BEGIN Dataset extract

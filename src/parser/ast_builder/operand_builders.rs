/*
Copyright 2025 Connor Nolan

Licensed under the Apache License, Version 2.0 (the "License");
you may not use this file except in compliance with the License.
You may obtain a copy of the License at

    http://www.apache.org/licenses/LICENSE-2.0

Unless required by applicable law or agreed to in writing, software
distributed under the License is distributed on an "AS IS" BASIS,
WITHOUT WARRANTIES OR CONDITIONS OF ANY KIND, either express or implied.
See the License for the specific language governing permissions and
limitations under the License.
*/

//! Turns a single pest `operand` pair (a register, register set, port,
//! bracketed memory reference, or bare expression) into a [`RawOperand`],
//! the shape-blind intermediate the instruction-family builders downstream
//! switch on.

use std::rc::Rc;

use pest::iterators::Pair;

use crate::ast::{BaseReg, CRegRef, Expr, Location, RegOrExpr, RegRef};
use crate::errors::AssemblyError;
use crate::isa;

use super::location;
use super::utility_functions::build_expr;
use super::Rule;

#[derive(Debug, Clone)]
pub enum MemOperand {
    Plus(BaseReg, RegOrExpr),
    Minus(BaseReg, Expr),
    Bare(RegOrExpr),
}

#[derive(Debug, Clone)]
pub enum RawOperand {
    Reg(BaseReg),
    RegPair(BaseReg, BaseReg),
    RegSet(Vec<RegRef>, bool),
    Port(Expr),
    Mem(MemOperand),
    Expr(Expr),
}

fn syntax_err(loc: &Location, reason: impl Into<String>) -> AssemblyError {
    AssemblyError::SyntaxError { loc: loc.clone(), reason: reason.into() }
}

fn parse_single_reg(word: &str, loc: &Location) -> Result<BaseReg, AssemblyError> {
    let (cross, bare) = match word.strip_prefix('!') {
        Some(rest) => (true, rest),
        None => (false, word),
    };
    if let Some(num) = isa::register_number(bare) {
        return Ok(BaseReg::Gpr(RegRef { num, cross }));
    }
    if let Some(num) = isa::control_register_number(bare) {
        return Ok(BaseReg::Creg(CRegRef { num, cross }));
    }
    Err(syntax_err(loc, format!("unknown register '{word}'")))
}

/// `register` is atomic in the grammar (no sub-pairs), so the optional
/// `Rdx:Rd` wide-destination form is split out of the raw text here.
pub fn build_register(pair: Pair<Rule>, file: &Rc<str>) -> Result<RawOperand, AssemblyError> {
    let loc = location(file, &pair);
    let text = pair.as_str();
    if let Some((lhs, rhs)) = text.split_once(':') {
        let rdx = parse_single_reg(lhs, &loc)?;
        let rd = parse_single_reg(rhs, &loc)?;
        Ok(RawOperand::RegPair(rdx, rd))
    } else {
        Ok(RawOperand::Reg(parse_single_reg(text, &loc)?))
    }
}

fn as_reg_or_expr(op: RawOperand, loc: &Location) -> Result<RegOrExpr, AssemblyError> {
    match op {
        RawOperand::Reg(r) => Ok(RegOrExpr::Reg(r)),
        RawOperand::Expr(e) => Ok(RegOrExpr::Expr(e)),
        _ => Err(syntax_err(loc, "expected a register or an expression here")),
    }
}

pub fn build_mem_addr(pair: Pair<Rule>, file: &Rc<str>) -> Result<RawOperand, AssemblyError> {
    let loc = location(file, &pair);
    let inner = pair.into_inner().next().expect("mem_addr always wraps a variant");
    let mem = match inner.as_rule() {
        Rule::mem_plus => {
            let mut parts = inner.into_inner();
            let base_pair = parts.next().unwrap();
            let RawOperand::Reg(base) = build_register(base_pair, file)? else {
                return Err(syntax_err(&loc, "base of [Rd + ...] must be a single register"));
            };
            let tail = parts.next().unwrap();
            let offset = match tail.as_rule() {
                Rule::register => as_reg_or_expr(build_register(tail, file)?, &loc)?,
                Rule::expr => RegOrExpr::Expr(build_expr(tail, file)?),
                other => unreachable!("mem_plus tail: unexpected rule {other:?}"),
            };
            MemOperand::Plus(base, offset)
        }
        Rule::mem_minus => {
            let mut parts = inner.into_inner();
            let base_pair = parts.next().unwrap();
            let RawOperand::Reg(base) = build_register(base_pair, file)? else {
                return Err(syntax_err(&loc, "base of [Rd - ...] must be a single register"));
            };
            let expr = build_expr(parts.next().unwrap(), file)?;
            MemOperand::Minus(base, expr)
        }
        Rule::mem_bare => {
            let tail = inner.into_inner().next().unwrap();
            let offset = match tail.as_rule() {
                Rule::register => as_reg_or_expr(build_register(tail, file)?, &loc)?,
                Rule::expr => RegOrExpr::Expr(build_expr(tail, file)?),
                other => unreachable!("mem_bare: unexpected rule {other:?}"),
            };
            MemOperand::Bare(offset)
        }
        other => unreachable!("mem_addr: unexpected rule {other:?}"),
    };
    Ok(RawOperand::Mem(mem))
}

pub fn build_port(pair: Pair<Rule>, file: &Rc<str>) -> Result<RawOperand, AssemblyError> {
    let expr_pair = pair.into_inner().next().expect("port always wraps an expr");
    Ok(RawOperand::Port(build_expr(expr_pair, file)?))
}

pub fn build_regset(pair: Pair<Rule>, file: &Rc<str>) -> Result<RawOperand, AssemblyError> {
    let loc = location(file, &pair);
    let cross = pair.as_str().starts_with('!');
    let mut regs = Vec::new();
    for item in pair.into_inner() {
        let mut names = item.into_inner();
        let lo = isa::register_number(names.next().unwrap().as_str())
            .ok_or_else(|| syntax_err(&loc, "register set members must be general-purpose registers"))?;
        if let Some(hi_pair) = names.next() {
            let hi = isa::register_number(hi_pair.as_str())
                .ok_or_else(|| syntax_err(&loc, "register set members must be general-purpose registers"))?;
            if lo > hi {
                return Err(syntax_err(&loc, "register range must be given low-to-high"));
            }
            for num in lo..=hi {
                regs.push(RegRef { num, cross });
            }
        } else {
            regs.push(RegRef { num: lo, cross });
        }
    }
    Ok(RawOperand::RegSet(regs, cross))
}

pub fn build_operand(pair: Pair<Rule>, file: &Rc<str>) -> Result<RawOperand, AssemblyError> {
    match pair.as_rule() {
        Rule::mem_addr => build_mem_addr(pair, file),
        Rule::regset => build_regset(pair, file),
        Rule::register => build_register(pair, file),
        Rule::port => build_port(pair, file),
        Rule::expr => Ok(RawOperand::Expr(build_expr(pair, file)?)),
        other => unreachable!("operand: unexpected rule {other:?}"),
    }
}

END Dataset extract

* _Problem details_
In the material above, please find every line that includes the word "general" and copy it.

* _Solution below_
            .ok_or_else(|| syntax_err(&loc, "register set members must be general-purpose registers"))?;
                .ok_or_else(|| syntax_err(&loc, "register set members must be general-purpose registers"))?;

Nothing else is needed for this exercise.